L'ONG Commission kényane des droits de l'homme (KHRC) a accusé le gouvernement d'avoir "enlevé plusieurs jeunes" ayant participé aux manifestations. "Ces enlèvements, qui ont lieu principalement la nuit, sont effectués par des policiers en civil et dans des voitures banalisées", affirme-t-elle.
La porte-parole de la police kényane, Resila Onyango, n'a pas donné suite aux sollicitations de l'AFP sur ces accusations.
- Retrait total -
Le projet de budget est actuellement en débat au Parlement, en vue d'un vote final avant le 30 juin.
Les manifestants demandent le retrait intégral du texte, dénonçant le tour de passe-passe du gouvernement qui a annoncé le retrait de certaines mesures fiscales mais envisage de les compenser par d'autres, notamment une hausse des taxes sur les carburants.

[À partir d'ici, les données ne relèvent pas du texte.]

//! `/health` endpoint.

use std::time::Instant;

use serde::Serialize;

/// Health check response body.
#[derive(Debug, Clone, Serialize)]
pub struct HealthResponse {
    /// Always `"ok"` when the server is running.
    pub status: String,
    /// Seconds since the server started.
    pub uptime_secs: u64,
    /// Current registered client count.
    pub connections: usize,
    /// Display names of connected clients.
    pub usernames: Vec<String>,
}

/// Build a health response from live hub counters.
pub fn health_check(start_time: Instant, connections: usize, usernames: Vec<String>) -> HealthResponse {
    HealthResponse {
        status: "ok".into(),
        uptime_secs: start_time.elapsed().as_secs(),
        connections,
        usernames,
    }
}
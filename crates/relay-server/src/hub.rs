//! Client registry and broadcast fan-out.
//!
//! The hub owns three bounded intake channels (register, unregister,
//! broadcast) drained by one serial event loop. Only that loop ever
//! mutates the registry; every other task communicates intent through
//! the channels via a [`HubHandle`]. Query methods read the registry
//! under a shared lock and are safe to call from any task — the loop
//! takes the write lock only for the brief mutation, never for the
//! duration of a fan-out.

use std::collections::HashMap;
use std::sync::Arc;
use std::time::Duration;

use parking_lot::RwLock;
use relay_core::{ClientId, Message};
use tokio::sync::mpsc;
use tokio_util::sync::CancellationToken;
use tracing::{debug, info, warn};

use crate::client::Client;
use crate::config::ServerConfig;

/// Posting onto a hub whose event loop has stopped.
#[derive(Debug, thiserror::Error)]
#[error("hub event loop is no longer running")]
pub struct HubClosed;

/// Clonable handle for posting onto the hub's intake channels.
///
/// This is the only way tasks other than the event loop interact with
/// the registry. Clients hold one as a non-owning back-reference.
#[derive(Clone)]
pub struct HubHandle {
    register_tx: mpsc::Sender<Arc<Client>>,
    unregister_tx: mpsc::Sender<Arc<Client>>,
    broadcast_tx: mpsc::Sender<Arc<Message>>,
}

impl HubHandle {
    /// Submit a client for registration.
    pub async fn register(&self, client: Arc<Client>) -> Result<(), HubClosed> {
        self.register_tx.send(client).await.map_err(|_| HubClosed)
    }

    /// Submit a client for unregistration. A no-op for clients the hub
    /// does not know about.
    pub async fn unregister(&self, client: Arc<Client>) -> Result<(), HubClosed> {
        self.unregister_tx.send(client).await.map_err(|_| HubClosed)
    }

    /// Submit a message for fan-out to every registered client.
    pub async fn broadcast(&self, message: Message) -> Result<(), HubClosed> {
        self.broadcast_tx
            .send(Arc::new(message))
            .await
            .map_err(|_| HubClosed)
    }
}

/// Receiving halves of the intake channels, consumed by [`Hub::run`].
pub struct HubChannels {
    register_rx: mpsc::Receiver<Arc<Client>>,
    unregister_rx: mpsc::Receiver<Arc<Client>>,
    broadcast_rx: mpsc::Receiver<Arc<Message>>,
}

/// The central coordinator: registry plus broadcast engine.
pub struct Hub {
    registry: RwLock<HashMap<ClientId, Arc<Client>>>,
    handle: HubHandle,
    enqueue_wait: Duration,
    notify_timeout: Duration,
}

impl Hub {
    /// Create a hub and the channel set its event loop will drain.
    pub fn new(config: &ServerConfig) -> (Arc<Self>, HubChannels) {
        let (register_tx, register_rx) = mpsc::channel(config.intake_capacity);
        let (unregister_tx, unregister_rx) = mpsc::channel(config.intake_capacity);
        let (broadcast_tx, broadcast_rx) = mpsc::channel(config.intake_capacity);
        let hub = Arc::new(Self {
            registry: RwLock::new(HashMap::new()),
            handle: HubHandle {
                register_tx,
                unregister_tx,
                broadcast_tx,
            },
            enqueue_wait: config.enqueue_wait(),
            notify_timeout: config.notify_timeout(),
        });
        let channels = HubChannels {
            register_rx,
            unregister_rx,
            broadcast_rx,
        };
        (hub, channels)
    }

    /// A handle for posting onto the intake channels.
    pub fn handle(&self) -> HubHandle {
        self.handle.clone()
    }

    /// Number of currently registered clients.
    pub fn client_count(&self) -> usize {
        self.registry.read().len()
    }

    /// Display names of currently registered clients.
    pub fn connected_names(&self) -> Vec<String> {
        self.registry
            .read()
            .values()
            .map(|c| c.username.clone())
            .collect()
    }

    /// The serial event loop. Runs until `cancel` fires.
    ///
    /// Single-writer discipline: every registry mutation happens here.
    pub async fn run(self: Arc<Self>, mut channels: HubChannels, cancel: CancellationToken) {
        info!("hub event loop started");
        loop {
            tokio::select! {
                Some(client) = channels.register_rx.recv() => self.register(client),
                Some(client) = channels.unregister_rx.recv() => self.unregister(&client),
                Some(message) = channels.broadcast_rx.recv() => self.fan_out(message).await,
                () = cancel.cancelled() => break,
            }
        }
        info!("hub event loop stopped");
    }

    /// Insert a client, or reject it when its display name is taken.
    fn register(&self, client: Arc<Client>) {
        let inserted = {
            let mut registry = self.registry.write();
            if registry.values().any(|c| c.username == client.username) {
                None
            } else {
                registry.insert(client.id.clone(), Arc::clone(&client));
                Some(registry.len())
            }
        };

        match inserted {
            Some(count) => {
                info!(client_id = %client.id, username = %client.username, clients = count, "client registered");
                self.notify(Message::system(format!("{} has joined", client.username)));
            }
            None => {
                info!(client_id = %client.id, username = %client.username, "duplicate username rejected");
                // Tell the offender and close its queue, off the event loop.
                let wait = self.notify_timeout;
                tokio::spawn(async move {
                    let rejection = Arc::new(Message::system(
                        "That username is already connected. Pick another.",
                    ));
                    let _ = client.enqueue(rejection, wait).await;
                    client.close_outbound();
                });
            }
        }
    }

    /// Remove a client and close its queue. Idempotent.
    fn unregister(&self, client: &Arc<Client>) {
        let remaining = {
            let mut registry = self.registry.write();
            registry
                .remove(&client.id)
                .map(|_| registry.len())
        };
        let Some(count) = remaining else {
            debug!(client_id = %client.id, "unregister for unknown client ignored");
            return;
        };
        client.close_outbound();
        info!(client_id = %client.id, username = %client.username, clients = count, "client unregistered");
        self.notify(Message::system(format!("{} has left", client.username)));
    }

    /// Deliver one message to every registered client's outbound queue.
    ///
    /// Clients whose queue cannot accept the message within the bounded
    /// wait are scheduled for unregistration on a detached task — never
    /// removed synchronously here, so one dead peer cannot stall the
    /// loop or the remaining deliveries.
    async fn fan_out(&self, message: Arc<Message>) {
        let members: Vec<Arc<Client>> = self.registry.read().values().cloned().collect();
        debug!(
            recipients = members.len(),
            sender = %message.username,
            "broadcasting message"
        );

        let mut stalled = Vec::new();
        for client in members {
            if !client.enqueue(Arc::clone(&message), self.enqueue_wait).await {
                warn!(
                    client_id = %client.id,
                    username = %client.username,
                    "outbound queue stalled, scheduling unregistration"
                );
                stalled.push(client);
            }
        }

        if !stalled.is_empty() {
            let unregister_tx = self.handle.unregister_tx.clone();
            let timeout = self.notify_timeout;
            tokio::spawn(async move {
                for client in stalled {
                    if tokio::time::timeout(timeout, unregister_tx.send(client))
                        .await
                        .is_err()
                    {
                        warn!("timed out scheduling unregistration for stalled client");
                    }
                }
            });
        }
    }

    /// Best-effort, time-boxed system notification. Dropped, never
    /// retried, if the broadcast channel stays saturated.
    fn notify(&self, message: Message) {
        let broadcast_tx = self.handle.broadcast_tx.clone();
        let timeout = self.notify_timeout;
        tokio::spawn(async move {
            if tokio::time::timeout(timeout, broadcast_tx.send(Arc::new(message)))
                .await
                .is_err()
            {
                warn!("broadcast channel saturated, dropping system notification");
            }
        });
    }
}
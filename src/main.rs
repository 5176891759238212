//! # relay
//!
//! Relay server binary — wires the hub and HTTP/WebSocket server
//! together and runs until interrupted.

#![deny(unsafe_code)]

use std::path::PathBuf;
use std::sync::Arc;
use std::time::Duration;

use anyhow::Context;
use clap::Parser;
use relay_server::{Hub, ServerConfig};
use tokio_util::sync::CancellationToken;

/// Real-time fan-out chat relay.
#[derive(Parser, Debug)]
#[command(name = "relay", about = "WebSocket fan-out chat relay")]
struct Cli {
    /// Host to bind.
    #[arg(long, default_value = "0.0.0.0")]
    host: String,

    /// Port to bind (0 for auto-assign).
    #[arg(long, default_value = "8080")]
    port: u16,

    /// Directory served as static files.
    #[arg(long, default_value = "static")]
    static_dir: PathBuf,

    /// Emit logs as JSON.
    #[arg(long)]
    json_logs: bool,
}

#[tokio::main]
async fn main() -> anyhow::Result<()> {
    let cli = Cli::parse();

    let filter = tracing_subscriber::EnvFilter::try_from_default_env()
        .unwrap_or_else(|_| tracing_subscriber::EnvFilter::new("info"));
    if cli.json_logs {
        tracing_subscriber::fmt().json().with_env_filter(filter).init();
    } else {
        tracing_subscriber::fmt().with_env_filter(filter).init();
    }

    let config = ServerConfig {
        host: cli.host,
        port: cli.port,
        static_dir: cli.static_dir,
        ..ServerConfig::default()
    };

    let (hub, channels) = Hub::new(&config);
    let cancel = CancellationToken::new();
    let hub_task = tokio::spawn(Arc::clone(&hub).run(channels, cancel.clone()));

    let handle = relay_server::start(config, hub)
        .await
        .context("failed to start relay server")?;
    tracing::info!(addr = %handle.addr, "relay ready");

    tokio::signal::ctrl_c()
        .await
        .context("failed to listen for ctrl+c")?;
    tracing::info!("shutting down");

    cancel.cancel();
    if tokio::time::timeout(Duration::from_secs(5), hub_task)
        .await
        .is_err()
    {
        tracing::warn!("hub did not stop in time");
    }

    Ok(())
}
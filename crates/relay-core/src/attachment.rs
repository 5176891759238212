//! Attachment media-type validation.

/// Media types accepted for inline image attachments.
const SUPPORTED_IMAGE_TYPES: [&str; 3] = ["image/jpeg", "image/jpg", "image/png"];

/// Whether the given MIME type is an accepted image type.
///
/// Case-insensitive; accepts exactly `image/jpeg`, `image/jpg` and
/// `image/png`.
#[must_use]
pub fn is_supported_image_type(media_type: &str) -> bool {
    let lower = media_type.to_ascii_lowercase();
    SUPPORTED_IMAGE_TYPES.contains(&lower.as_str())
}

/// File extension for a supported image MIME type.
#[must_use]
pub fn image_extension(media_type: &str) -> Option<&'static str> {
    match media_type.to_ascii_lowercase().as_str() {
        "image/jpeg" | "image/jpg" => Some(".jpg"),
        "image/png" => Some(".png"),
        _ => None,
    }
}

Pour le gouvernement, ces taxes sont nécessaires pour redonner des marges de manœuvre au pays, lourdement endetté.
M. Ruto a assuré dimanche que le projet incluait des mesures pour lutter contre le chômage des jeunes et faciliter l'accès à une meilleure éducation.
Le Kenya, pays d'Afrique de l'Est d'environ 52 millions d’habitants, est la locomotive économique de la région. Mais il a enregistré en mai une inflation de 5,1% sur un an, avec une hausse des prix des produits alimentaires et des carburants de respectivement 6,2% et 7,8%, selon la Banque centrale.